### WORK TO COMPLETE
Each line holding the string "SqliteStore" is to be copied from the data.

### RECORDS TO PROCESS
-- -- --
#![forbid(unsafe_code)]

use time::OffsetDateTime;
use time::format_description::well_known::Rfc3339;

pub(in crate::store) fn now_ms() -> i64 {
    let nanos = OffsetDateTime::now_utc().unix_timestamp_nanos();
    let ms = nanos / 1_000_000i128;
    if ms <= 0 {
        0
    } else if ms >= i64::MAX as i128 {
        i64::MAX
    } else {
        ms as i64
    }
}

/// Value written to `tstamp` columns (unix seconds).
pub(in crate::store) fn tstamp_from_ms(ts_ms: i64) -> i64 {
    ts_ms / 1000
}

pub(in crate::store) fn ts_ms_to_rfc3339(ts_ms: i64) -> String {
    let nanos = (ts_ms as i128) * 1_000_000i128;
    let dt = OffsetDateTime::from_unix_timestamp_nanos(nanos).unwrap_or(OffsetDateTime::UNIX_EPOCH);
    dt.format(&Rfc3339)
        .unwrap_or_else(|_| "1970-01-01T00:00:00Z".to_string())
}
-- -- --
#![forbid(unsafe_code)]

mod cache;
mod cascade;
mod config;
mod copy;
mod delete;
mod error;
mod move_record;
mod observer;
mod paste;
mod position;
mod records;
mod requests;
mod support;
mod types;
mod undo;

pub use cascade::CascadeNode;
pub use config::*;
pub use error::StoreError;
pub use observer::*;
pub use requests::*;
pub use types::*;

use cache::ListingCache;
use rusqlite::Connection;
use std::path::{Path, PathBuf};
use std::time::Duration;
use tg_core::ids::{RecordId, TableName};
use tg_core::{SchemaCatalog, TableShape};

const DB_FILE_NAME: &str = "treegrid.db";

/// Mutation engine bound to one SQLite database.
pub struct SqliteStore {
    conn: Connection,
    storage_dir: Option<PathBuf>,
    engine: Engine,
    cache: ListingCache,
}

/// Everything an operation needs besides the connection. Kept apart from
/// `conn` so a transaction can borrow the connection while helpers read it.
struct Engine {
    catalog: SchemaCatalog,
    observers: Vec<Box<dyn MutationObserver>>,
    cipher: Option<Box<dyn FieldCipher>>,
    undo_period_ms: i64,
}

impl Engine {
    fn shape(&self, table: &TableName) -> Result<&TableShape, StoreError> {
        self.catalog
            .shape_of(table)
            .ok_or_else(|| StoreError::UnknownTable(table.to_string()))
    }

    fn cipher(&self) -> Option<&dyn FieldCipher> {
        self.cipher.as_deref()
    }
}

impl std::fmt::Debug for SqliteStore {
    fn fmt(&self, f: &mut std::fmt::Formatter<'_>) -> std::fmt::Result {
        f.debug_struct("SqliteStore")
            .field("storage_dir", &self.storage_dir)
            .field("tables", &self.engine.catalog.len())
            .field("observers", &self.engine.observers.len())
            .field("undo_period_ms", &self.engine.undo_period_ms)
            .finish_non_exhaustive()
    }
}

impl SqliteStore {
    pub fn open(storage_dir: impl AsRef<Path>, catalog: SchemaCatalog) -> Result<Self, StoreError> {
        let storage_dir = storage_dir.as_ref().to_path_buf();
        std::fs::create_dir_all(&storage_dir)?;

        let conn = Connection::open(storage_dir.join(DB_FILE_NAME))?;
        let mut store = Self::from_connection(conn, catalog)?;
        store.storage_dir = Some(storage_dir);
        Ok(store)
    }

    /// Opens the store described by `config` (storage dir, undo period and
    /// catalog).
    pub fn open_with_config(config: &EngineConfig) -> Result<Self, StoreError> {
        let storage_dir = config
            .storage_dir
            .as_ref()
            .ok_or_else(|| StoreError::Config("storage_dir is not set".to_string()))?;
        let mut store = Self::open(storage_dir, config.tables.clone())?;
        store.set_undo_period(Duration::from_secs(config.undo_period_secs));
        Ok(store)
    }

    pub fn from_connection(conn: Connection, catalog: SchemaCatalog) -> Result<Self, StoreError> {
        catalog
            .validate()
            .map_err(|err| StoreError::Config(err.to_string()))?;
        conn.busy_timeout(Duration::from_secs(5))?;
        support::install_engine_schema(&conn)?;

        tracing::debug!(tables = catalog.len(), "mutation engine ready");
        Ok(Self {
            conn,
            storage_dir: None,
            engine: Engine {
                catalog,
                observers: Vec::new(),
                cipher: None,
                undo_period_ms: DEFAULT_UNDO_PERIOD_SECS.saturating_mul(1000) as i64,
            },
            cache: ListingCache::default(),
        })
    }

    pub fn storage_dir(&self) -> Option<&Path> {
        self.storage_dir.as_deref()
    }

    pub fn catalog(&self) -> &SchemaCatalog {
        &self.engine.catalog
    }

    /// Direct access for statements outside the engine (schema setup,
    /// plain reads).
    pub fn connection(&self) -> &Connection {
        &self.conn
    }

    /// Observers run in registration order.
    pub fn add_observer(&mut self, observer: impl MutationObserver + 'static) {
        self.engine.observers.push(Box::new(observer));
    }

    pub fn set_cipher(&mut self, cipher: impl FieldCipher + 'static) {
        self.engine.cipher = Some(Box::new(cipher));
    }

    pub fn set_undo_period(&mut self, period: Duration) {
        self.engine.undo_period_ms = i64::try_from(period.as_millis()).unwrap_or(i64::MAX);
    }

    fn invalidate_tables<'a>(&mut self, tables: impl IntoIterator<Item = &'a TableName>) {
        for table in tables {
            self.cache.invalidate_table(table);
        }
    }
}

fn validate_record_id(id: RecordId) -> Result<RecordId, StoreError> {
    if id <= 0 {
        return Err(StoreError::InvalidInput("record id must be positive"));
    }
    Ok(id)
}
-- -- --
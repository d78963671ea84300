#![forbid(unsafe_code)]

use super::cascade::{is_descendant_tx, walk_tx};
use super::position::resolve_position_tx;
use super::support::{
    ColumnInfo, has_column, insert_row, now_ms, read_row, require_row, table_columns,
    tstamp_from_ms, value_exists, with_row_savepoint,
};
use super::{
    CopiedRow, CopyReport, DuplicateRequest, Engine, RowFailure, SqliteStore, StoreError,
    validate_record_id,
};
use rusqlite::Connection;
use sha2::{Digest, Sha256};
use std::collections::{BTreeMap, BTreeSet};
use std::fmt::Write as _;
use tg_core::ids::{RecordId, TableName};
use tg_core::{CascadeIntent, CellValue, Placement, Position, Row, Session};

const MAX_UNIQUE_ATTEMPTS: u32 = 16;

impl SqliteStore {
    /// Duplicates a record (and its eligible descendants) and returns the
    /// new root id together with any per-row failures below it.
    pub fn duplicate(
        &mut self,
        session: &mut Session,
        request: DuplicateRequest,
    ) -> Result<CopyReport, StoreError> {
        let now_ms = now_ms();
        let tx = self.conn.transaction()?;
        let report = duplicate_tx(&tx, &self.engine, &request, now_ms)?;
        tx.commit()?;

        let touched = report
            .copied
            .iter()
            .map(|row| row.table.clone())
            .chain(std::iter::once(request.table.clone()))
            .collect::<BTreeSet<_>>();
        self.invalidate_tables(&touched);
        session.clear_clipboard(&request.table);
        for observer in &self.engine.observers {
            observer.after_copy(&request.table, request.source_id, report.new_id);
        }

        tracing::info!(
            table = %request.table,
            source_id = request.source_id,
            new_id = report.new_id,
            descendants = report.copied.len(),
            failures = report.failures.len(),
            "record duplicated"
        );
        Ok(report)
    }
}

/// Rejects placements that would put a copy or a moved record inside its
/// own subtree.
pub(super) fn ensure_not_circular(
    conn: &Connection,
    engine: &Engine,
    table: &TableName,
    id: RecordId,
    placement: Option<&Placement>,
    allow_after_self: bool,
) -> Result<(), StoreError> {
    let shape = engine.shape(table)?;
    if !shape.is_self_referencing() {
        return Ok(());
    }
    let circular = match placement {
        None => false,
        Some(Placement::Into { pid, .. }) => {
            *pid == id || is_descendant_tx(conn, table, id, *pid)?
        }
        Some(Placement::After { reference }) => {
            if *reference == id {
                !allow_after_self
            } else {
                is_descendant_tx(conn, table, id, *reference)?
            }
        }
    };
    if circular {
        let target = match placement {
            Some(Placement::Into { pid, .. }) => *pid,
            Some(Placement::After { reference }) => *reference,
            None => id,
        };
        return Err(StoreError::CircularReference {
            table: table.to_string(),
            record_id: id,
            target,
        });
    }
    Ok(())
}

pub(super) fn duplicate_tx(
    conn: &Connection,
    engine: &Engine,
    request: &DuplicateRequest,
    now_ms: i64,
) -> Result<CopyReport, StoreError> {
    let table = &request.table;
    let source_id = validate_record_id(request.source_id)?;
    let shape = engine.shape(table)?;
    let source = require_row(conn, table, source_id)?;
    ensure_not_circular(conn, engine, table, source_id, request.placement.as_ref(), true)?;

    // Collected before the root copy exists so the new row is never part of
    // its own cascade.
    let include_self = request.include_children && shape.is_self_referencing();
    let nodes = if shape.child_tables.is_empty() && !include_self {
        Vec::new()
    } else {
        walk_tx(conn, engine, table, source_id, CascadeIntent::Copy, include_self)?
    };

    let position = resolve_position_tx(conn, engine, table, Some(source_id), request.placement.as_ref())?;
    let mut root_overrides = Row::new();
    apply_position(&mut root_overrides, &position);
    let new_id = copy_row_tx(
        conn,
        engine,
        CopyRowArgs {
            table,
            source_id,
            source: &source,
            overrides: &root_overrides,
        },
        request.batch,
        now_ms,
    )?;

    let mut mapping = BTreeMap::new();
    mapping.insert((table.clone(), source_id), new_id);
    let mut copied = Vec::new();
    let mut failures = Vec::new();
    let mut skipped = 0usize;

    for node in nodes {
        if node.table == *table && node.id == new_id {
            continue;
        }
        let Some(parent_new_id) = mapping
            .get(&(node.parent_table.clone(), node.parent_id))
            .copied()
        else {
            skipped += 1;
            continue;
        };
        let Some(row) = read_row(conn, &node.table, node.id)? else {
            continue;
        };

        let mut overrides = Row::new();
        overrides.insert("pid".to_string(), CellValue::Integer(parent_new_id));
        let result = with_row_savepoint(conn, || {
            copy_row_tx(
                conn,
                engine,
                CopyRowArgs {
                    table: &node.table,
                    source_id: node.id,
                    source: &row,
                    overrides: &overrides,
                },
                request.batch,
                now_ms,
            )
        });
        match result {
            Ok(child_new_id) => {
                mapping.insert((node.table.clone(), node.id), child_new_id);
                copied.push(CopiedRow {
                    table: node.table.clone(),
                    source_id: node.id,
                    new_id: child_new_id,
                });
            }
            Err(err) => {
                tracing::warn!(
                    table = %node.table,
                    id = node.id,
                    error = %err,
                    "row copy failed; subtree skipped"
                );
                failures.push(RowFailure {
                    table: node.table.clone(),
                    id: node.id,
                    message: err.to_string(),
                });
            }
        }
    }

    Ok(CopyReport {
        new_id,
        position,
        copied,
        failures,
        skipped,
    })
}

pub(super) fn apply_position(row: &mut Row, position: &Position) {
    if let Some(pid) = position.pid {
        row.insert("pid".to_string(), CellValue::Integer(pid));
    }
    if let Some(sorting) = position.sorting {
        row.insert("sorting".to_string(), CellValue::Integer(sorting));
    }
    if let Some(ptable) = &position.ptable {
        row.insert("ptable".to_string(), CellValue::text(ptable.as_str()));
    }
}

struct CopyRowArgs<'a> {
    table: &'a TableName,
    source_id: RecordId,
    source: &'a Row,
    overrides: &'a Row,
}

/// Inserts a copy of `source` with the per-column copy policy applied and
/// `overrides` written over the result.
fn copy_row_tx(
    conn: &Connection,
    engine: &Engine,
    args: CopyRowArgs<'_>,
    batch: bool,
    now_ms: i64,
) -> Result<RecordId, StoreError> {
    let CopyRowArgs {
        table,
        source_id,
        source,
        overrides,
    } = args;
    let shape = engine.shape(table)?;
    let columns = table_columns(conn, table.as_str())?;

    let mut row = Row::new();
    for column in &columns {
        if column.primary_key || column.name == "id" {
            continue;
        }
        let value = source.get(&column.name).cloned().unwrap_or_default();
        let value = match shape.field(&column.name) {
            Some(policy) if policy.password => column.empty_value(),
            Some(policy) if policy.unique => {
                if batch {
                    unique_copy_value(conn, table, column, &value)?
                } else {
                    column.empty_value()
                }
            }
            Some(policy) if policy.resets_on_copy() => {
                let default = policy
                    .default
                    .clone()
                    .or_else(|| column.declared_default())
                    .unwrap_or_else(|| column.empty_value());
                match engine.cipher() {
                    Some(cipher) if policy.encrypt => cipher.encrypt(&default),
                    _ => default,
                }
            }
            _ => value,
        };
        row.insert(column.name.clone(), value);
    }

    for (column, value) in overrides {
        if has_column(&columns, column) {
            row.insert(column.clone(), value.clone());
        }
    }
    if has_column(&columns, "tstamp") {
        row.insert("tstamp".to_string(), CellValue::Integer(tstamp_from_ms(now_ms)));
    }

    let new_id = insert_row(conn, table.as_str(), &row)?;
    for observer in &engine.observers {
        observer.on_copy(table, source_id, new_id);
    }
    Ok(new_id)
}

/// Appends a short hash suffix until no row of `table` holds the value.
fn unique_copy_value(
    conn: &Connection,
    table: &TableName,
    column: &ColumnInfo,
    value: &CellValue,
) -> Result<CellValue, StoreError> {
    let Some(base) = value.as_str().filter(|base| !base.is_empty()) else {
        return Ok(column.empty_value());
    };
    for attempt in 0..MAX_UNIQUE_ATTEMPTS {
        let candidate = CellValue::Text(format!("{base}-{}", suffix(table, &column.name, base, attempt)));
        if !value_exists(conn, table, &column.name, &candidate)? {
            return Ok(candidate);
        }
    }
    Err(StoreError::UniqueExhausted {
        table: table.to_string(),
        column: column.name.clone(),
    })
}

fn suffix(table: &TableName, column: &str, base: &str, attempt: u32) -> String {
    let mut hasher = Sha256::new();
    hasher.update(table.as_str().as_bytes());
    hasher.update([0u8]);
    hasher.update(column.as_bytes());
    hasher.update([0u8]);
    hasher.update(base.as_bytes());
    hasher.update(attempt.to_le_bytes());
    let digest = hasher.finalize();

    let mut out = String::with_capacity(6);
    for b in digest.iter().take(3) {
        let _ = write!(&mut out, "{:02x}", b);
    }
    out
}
-- -- --
### SOLUTION TO THIS TASK
pub struct SqliteStore {
impl std::fmt::Debug for SqliteStore {
        f.debug_struct("SqliteStore")
impl SqliteStore {
    CopiedRow, CopyReport, DuplicateRequest, Engine, RowFailure, SqliteStore, StoreError,
impl SqliteStore {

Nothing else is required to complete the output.